Sorun sadece hava sıcaklığının artması da değil. İklimde yaşanan aşırılıkların Antarktika'da, Himalayalar'da ve Kuzey Buz Denizi (Arktik) bölgesinde yol açtığı sonuçları görüyoruz.
Bilim insanları, bugünkü gibi devam ederse dünyanın bazı bölgelerinde yaşamın mümkün olmayacağına dair uyarılarda bulunuyor.
Peki liderler bizleri güvenli kılmak için neler yapıyor?
Atılan adımlar yeterli mi?
Bu konuda çok söz ediliyor ve bazıları gerçekten de iklim değişikliğini önlemeyi amaçlıyor. Ama küresel ısınmanın sonuçlarını bugün somut olarak yaşıyoruz; oysa başlıca ülkelerin sera gazı salımını azaltma planlarının sonuçlarının ancak 2050'de alınması hedefleniyor.
ABD Başkanı Joe Biden, karbondioksit (CO2) salımının 2005 seviyesine kıyasla yarı yarıya azaltılacağından söz ediyor. Ama bunun için önerdiği yeşil teknoloji yatırımlarına Cumhuriyetçiler karşı çıkıyor.
General Motors ve diğer bazı otomotiv şirketleri, 2035'ten itibaren karbon salımını sıfırlayacak elektrikli araçların satışını gündeme getirme vaadinde bulundu. Ama Biden bunun ne zaman başlayacağına dair bir tarih belirlemedi.
Üstelik Biden'ın iklim özel temsilcisi John Kerry'nin Amerikalıların yaşam tarzında değişiklik yapmalarının gerekmediğini ifade etmesi eleştirilere neden oldu. Zira iklim uzmanları iklim değişikliğine karşı yeni teknolojilerin kullanımını, daha küçük araç kullanma ve daha az et yeme gibi davranış değişikliklerini zorunlu görüyor.
Öte yandan İngiltere'de de iklim değişikliğine karşı politikalar bakımından uygulamada uçurumlar ortaya çıkabiliyor. Örneğin hükümet yol yapımı için 27 milyar sterlin, hızlı tren hattı için 100 milyar sterlin harcamayı planlıyor. Bunlar ise karbon salımının sıfırlanması bakımından hemen olumlu sonuç verecek projeler değil.
Teknoloji alanında bazı olumlu gelişmeler var. Örneğin güneş enerjisi panelleri ve rüzgar enerjisinin maliyeti giderek azalıyor. Ama bunların toplam enerji üretimindeki payı sadece yüzde 14.
Öte yandan Meksika Körfezi'nde gaz boru hattındaki çatlak nedeniyle okyanusun alev aldığına, Asya'da kömürle çalışan 600 yeni termik santralin inşasının planlandığına tanık oluyoruz.

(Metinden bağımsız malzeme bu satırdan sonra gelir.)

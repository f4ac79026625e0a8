/// live-delta CLI - watch live query diffs against a scripted in-memory store
///
/// Usage:
///   live-delta watch --fixture <file.json>   - Replay a fixture and print diffs
///   live-delta delta <query> [--params JSON] - Print the delta statement
///   live-delta tables <query>                - Print the tables a query reads
use anyhow::{Context, Result};
use clap::{Parser, Subcommand};
use colored::*;
use live_delta::view::{Filter, View};
use live_delta::{
    DeltaQuery, JsonValue, MemoryStore, ObserverConfig, Params, QueryRegistry, RegisterOptions,
    Row, RowsDiff, SqlTableExtractor, TableChange, TableObserver,
};
use serde::Deserialize;
use std::collections::BTreeMap;
use std::path::PathBuf;
use std::sync::Arc;
use std::time::Duration;
use tokio::sync::mpsc;
use tracing_subscriber::EnvFilter;

#[derive(Parser)]
#[command(name = "live-delta")]
#[command(author, version, about = "Live query diffs over a scripted store", long_about = None)]
struct Cli {
    #[command(subcommand)]
    command: Commands,
}

#[derive(Subcommand)]
enum Commands {
    /// Replay a fixture through a live query and print every diff
    ///
    /// The fixture declares tables, the query with the view that evaluates
    /// it, and a script of mutations applied one by one.
    ///
    /// Examples:
    ///   live-delta watch --fixture demos/fixture.json
    ///   live-delta watch --fixture demos/fixture.json --debounce-ms 10
    Watch {
        /// Path to the fixture file
        #[arg(short, long)]
        fixture: PathBuf,

        /// Key field (overrides the fixture and LIVE_DELTA_KEY_FIELD)
        #[arg(short, long)]
        key_field: Option<String>,

        /// Debounce window in milliseconds (overrides LIVE_DELTA_DEBOUNCE_MS)
        #[arg(short, long)]
        debounce_ms: Option<u64>,

        /// How long to wait for a diff after each mutation, beyond the debounce
        #[arg(long, default_value_t = 250)]
        settle_ms: u64,
    },

    /// Print the delta statement for a query
    ///
    /// Examples:
    ///   live-delta delta 'SELECT * FROM t WHERE id < $1' --params '[3]' --key-field id
    Delta {
        /// The query text
        query: String,

        /// Parameters as JSON (array or object)
        #[arg(short, long)]
        params: Option<String>,

        /// Key field
        #[arg(short, long, default_value = live_delta::DEFAULT_KEY_FIELD)]
        key_field: String,
    },

    /// Print the tables a query reads
    Tables {
        /// The query text
        query: String,
    },
}

#[derive(Debug, Deserialize)]
struct Fixture {
    tables: BTreeMap<String, TableFixture>,
    query: String,
    #[serde(default)]
    params: JsonValue,
    view: View,
    #[serde(default)]
    trigger: Option<Filter>,
    #[serde(default)]
    key_field: Option<String>,
    #[serde(default)]
    mutations: Vec<Mutation>,
}

#[derive(Debug, Deserialize)]
struct TableFixture {
    key: String,
    #[serde(default)]
    rows: Vec<Row>,
}

#[derive(Debug, Deserialize)]
#[serde(tag = "op", rename_all = "lowercase")]
enum Mutation {
    Insert { table: String, row: Row },
    Update { table: String, row: Row },
    Delete { table: String, key: JsonValue },
}

impl Mutation {
    fn apply(&self, store: &MemoryStore) -> live_delta::LiveResult<()> {
        match self {
            Mutation::Insert { table, row } => store.insert(table, row.clone()),
            Mutation::Update { table, row } => store.update(table, row.clone()).map(|_| ()),
            Mutation::Delete { table, key } => store.delete(table, key).map(|_| ()),
        }
    }

    fn describe(&self) -> String {
        match self {
            Mutation::Insert { table, row } => format!("insert into {} {}", table, row.to_json()),
            Mutation::Update { table, row } => format!("update {} {}", table, row.to_json()),
            Mutation::Delete { table, key } => format!("delete from {} key {}", table, key),
        }
    }
}

/// Load a fixture file
fn load_fixture(path: &std::path::Path) -> Result<Fixture> {
    let text = std::fs::read_to_string(path)
        .with_context(|| format!("Failed to read fixture {}", path.display()))?;
    serde_json::from_str(&text).with_context(|| format!("Invalid fixture {}", path.display()))
}

/// Print one diff
fn print_diff(diff: &RowsDiff) {
    for row in &diff.added {
        println!("  {} {}", "+".green().bold(), row.to_json().to_string().green());
    }
    for changed in &diff.changed {
        println!(
            "  {} {} {} {}",
            "~".yellow().bold(),
            changed.old.to_json().to_string().bright_black(),
            "->".yellow(),
            changed.new.to_json().to_string().yellow()
        );
    }
    for key in &diff.removed {
        println!("  {} key {}", "-".red().bold(), key.to_string().red());
    }
    if let Some(order) = &diff.order {
        let keys: Vec<String> = order.iter().map(|k| k.to_string()).collect();
        println!("  {} order [{}]", "#".cyan().bold(), keys.join(", ").cyan());
    }
}

async fn watch(
    fixture_path: PathBuf,
    key_field: Option<String>,
    debounce_ms: Option<u64>,
    settle_ms: u64,
) -> Result<()> {
    let fixture = load_fixture(&fixture_path)?;

    let mut config = ObserverConfig::from_env().context("Invalid environment configuration")?;
    if let Some(ms) = debounce_ms {
        config = config.debounce(Duration::from_millis(ms));
    }
    let key_field = key_field.or(fixture.key_field.clone());

    let observer = TableObserver::new();
    let store = MemoryStore::with_observer(observer.clone());
    for (name, table) in &fixture.tables {
        store.create_table(name.as_str(), table.key.as_str());
        for row in &table.rows {
            store
                .insert(name, row.clone())
                .with_context(|| format!("Failed to load table {}", name))?;
        }
    }
    store.define_view(&fixture.query, fixture.view.clone());

    let shared = Arc::new(store.clone());
    let registry = QueryRegistry::new(shared.clone(), shared, Arc::new(observer), config.clone())
        .context("Failed to create registry")?;

    let mut options = RegisterOptions::new();
    if let Some(key_field) = key_field {
        options = options.key_field(key_field);
    }

    let trigger = fixture.trigger.clone();
    let (diff_tx, mut diff_rx) = mpsc::unbounded_channel::<RowsDiff>();
    let params = Params::from(fixture.params.clone());

    let mut handle = registry
        .register_with(
            &fixture.query,
            params.clone(),
            options,
            move |change: &TableChange| match (&trigger, change.row()) {
                (Some(filter), Some(row)) => filter.matches(row, &Params::None),
                (Some(_), None) => false,
                (None, _) => true,
            },
            move |diff: &RowsDiff| {
                diff_tx.send(diff.clone())?;
                Ok(())
            },
        )
        .await
        .context("Failed to register live query")?;

    println!("{} {}", "Watching".bold(), fixture.query.trim().cyan());
    println!("  Query key: {}", handle.query_key().to_string().bright_black());
    let rows = handle.current_rows();
    println!("{} ({})", "Initial rows".bold(), rows.len());
    for row in &rows {
        println!("  {}", row.to_json());
    }

    let wait = config.debounce + Duration::from_millis(settle_ms);
    for (index, mutation) in fixture.mutations.iter().enumerate() {
        println!();
        println!("{} {}", format!("[{}]", index + 1).bold(), mutation.describe());
        if let Err(e) = mutation.apply(&store) {
            println!("  {} {}", "Error".red().bold(), e);
            continue;
        }

        match tokio::time::timeout(wait, diff_rx.recv()).await {
            Ok(Some(diff)) => print_diff(&diff),
            Ok(None) => break,
            Err(_) => println!("  {}", "no change".bright_black()),
        }
        while let Some(error) = handle.try_next_error() {
            println!("  {} {}", "Error".red().bold(), error);
        }
    }

    println!();
    let rows = handle.current_rows();
    println!("{} ({})", "Final rows".bold(), rows.len());
    for row in &rows {
        println!("  {}", row.to_json());
    }

    handle.stop().await?;
    registry.shutdown().await?;
    Ok(())
}

fn delta(query: &str, params: Option<&str>, key_field: &str) -> Result<()> {
    let params = match params {
        Some(text) => {
            let value: JsonValue = serde_json::from_str(text)
                .with_context(|| format!("Invalid JSON parameters: {}", text))?;
            Params::from(value)
        }
        None => Params::None,
    };
    let delta = DeltaQuery::build(query, &params, key_field)?;
    println!("{}", delta.sql());
    println!();
    println!("{} {}", "Hash placeholder:".bold(), delta.placeholder());
    Ok(())
}

fn tables(query: &str) -> Result<()> {
    let tables = SqlTableExtractor::new().extract(query)?;
    if tables.is_empty() {
        println!("{}", "No tables referenced".yellow());
    }
    for table in tables {
        println!("{}", table);
    }
    Ok(())
}

#[tokio::main]
async fn main() -> Result<()> {
    tracing_subscriber::fmt()
        .with_env_filter(EnvFilter::from_default_env())
        .with_writer(std::io::stderr)
        .init();

    let cli = Cli::parse();
    match cli.command {
        Commands::Watch {
            fixture,
            key_field,
            debounce_ms,
            settle_ms,
        } => watch(fixture, key_field, debounce_ms, settle_ms).await,
        Commands::Delta {
            query,
            params,
            key_field,
        } => delta(&query, params.as_deref(), &key_field),
        Commands::Tables { query } => tables(&query),
    }
}
/// Declarative views for the in-memory store.
///
/// A view says what a SQL text returns in terms the store can evaluate:
/// the rows of one table that pass every column comparison, optionally
/// ordered by one column. A comparison value may name a bound parameter,
/// `"$1"` for a positional one or `"${name}"` for a named one.
///
/// ```ignore
/// // SELECT * FROM t WHERE id < $1 ORDER BY id
/// let view = View::scan("t").filter(Filter::lt("id", "$1")).order_by("id");
/// ```
use crate::types::{Params, Row};
use serde::{Deserialize, Serialize};
use serde_json::Value as JsonValue;
use std::cmp::Ordering;

/// Comparison operator of a [`Filter`].
#[derive(Debug, Clone, Copy, PartialEq, Eq, Serialize, Deserialize)]
#[serde(rename_all = "lowercase")]
pub enum CompareOp {
    Eq,
    Ne,
    Lt,
    Lte,
    Gt,
    Gte,
}

impl CompareOp {
    fn holds(self, ordering: Ordering) -> bool {
        match self {
            CompareOp::Eq => ordering.is_eq(),
            CompareOp::Ne => ordering.is_ne(),
            CompareOp::Lt => ordering.is_lt(),
            CompareOp::Lte => ordering.is_le(),
            CompareOp::Gt => ordering.is_gt(),
            CompareOp::Gte => ordering.is_ge(),
        }
    }
}

/// `column <op> value`.
///
/// Like SQL, a comparison involving a missing column, a null or values of
/// different types is never true.
#[derive(Debug, Clone, PartialEq, Serialize, Deserialize)]
pub struct Filter {
    pub column: String,
    pub op: CompareOp,
    pub value: JsonValue,
}

impl Filter {
    pub fn new(column: impl Into<String>, op: CompareOp, value: impl Into<JsonValue>) -> Self {
        Self {
            column: column.into(),
            op,
            value: value.into(),
        }
    }

    pub fn eq(column: impl Into<String>, value: impl Into<JsonValue>) -> Self {
        Self::new(column, CompareOp::Eq, value)
    }

    pub fn ne(column: impl Into<String>, value: impl Into<JsonValue>) -> Self {
        Self::new(column, CompareOp::Ne, value)
    }

    pub fn lt(column: impl Into<String>, value: impl Into<JsonValue>) -> Self {
        Self::new(column, CompareOp::Lt, value)
    }

    pub fn lte(column: impl Into<String>, value: impl Into<JsonValue>) -> Self {
        Self::new(column, CompareOp::Lte, value)
    }

    pub fn gt(column: impl Into<String>, value: impl Into<JsonValue>) -> Self {
        Self::new(column, CompareOp::Gt, value)
    }

    pub fn gte(column: impl Into<String>, value: impl Into<JsonValue>) -> Self {
        Self::new(column, CompareOp::Gte, value)
    }

    /// Whether `row` passes, with parameter references bound from `params`.
    pub fn matches(&self, row: &Row, params: &Params) -> bool {
        let Some(actual) = row.get(&self.column) else {
            return false;
        };
        compare_scalars(actual, resolve(&self.value, params)).is_some_and(|o| self.op.holds(o))
    }
}

/// Ordering of a view's result.
#[derive(Debug, Clone, PartialEq, Eq, Serialize, Deserialize)]
pub struct OrderBy {
    pub column: String,
    #[serde(default)]
    pub descending: bool,
}

/// What a query returns, evaluated against one table.
#[derive(Debug, Clone, PartialEq, Serialize, Deserialize)]
pub struct View {
    pub table: String,
    /// Conditions combined with AND.
    #[serde(default, rename = "where")]
    pub filters: Vec<Filter>,
    #[serde(default)]
    pub order_by: Option<OrderBy>,
}

impl View {
    /// Every row of `table`, in table order.
    pub fn scan(table: impl Into<String>) -> Self {
        Self {
            table: table.into(),
            filters: Vec::new(),
            order_by: None,
        }
    }

    pub fn filter(mut self, filter: Filter) -> Self {
        self.filters.push(filter);
        self
    }

    pub fn order_by(mut self, column: impl Into<String>) -> Self {
        self.order_by = Some(OrderBy {
            column: column.into(),
            descending: false,
        });
        self
    }

    pub fn order_by_desc(mut self, column: impl Into<String>) -> Self {
        self.order_by = Some(OrderBy {
            column: column.into(),
            descending: true,
        });
        self
    }

    pub fn matches(&self, row: &Row, params: &Params) -> bool {
        self.filters.iter().all(|f| f.matches(row, params))
    }

    /// Evaluate the view over a table's rows.
    pub fn evaluate<'a, I>(&self, rows: I, params: &Params) -> Vec<Row>
    where
        I: IntoIterator<Item = &'a Row>,
    {
        let mut result: Vec<Row> = rows
            .into_iter()
            .filter(|row| self.matches(row, params))
            .cloned()
            .collect();

        if let Some(order) = &self.order_by {
            // Nulls sort last ascending and first descending, as in Postgres.
            result.sort_by(|a, b| {
                let ordering = match (non_null(a, &order.column), non_null(b, &order.column)) {
                    (Some(x), Some(y)) => compare_scalars(x, y).unwrap_or(Ordering::Equal),
                    (Some(_), None) => Ordering::Less,
                    (None, Some(_)) => Ordering::Greater,
                    (None, None) => Ordering::Equal,
                };
                if order.descending {
                    ordering.reverse()
                } else {
                    ordering
                }
            });
        }

        result
    }
}

fn non_null<'a>(row: &'a Row, column: &str) -> Option<&'a JsonValue> {
    row.get(column).filter(|v| !v.is_null())
}

/// Bind `"$N"` and `"${name}"`; anything else is a literal. Unbound
/// references are null.
fn resolve<'a>(value: &'a JsonValue, params: &'a Params) -> &'a JsonValue {
    static NULL: JsonValue = JsonValue::Null;

    let Some(reference) = value.as_str().and_then(|s| s.strip_prefix('$')) else {
        return value;
    };
    if let Some(name) = reference.strip_prefix('{').and_then(|r| r.strip_suffix('}')) {
        return params.named(name).unwrap_or(&NULL);
    }
    match reference.parse::<usize>() {
        Ok(index) => params.nth(index).unwrap_or(&NULL),
        Err(_) => value,
    }
}

fn compare_scalars(a: &JsonValue, b: &JsonValue) -> Option<Ordering> {
    match (a, b) {
        (JsonValue::Number(x), JsonValue::Number(y)) => x.as_f64()?.partial_cmp(&y.as_f64()?),
        (JsonValue::String(x), JsonValue::String(y)) => Some(x.cmp(y)),
        (JsonValue::Bool(x), JsonValue::Bool(y)) => Some(x.cmp(y)),
        _ => None,
    }
}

Dünya milyarderleri ise iklim değişikliğine karşı mücadelede kullanmak yerine uzaya turist gönderme projesi için milyarlarca dolar harcıyor.
Politika belirleyiciler ve işletmelerin iklim krizi konusundaki farkındalığının arttığından söz edilebilir. Ama toplumun attığı ve atmayı planladığı adımlar, doğa olaylarının gerisinde kalıyor.
Belki de Thatcher haklıydı; on yıllar öncesinden bu konuda eyleme geçmek gerekiyordu.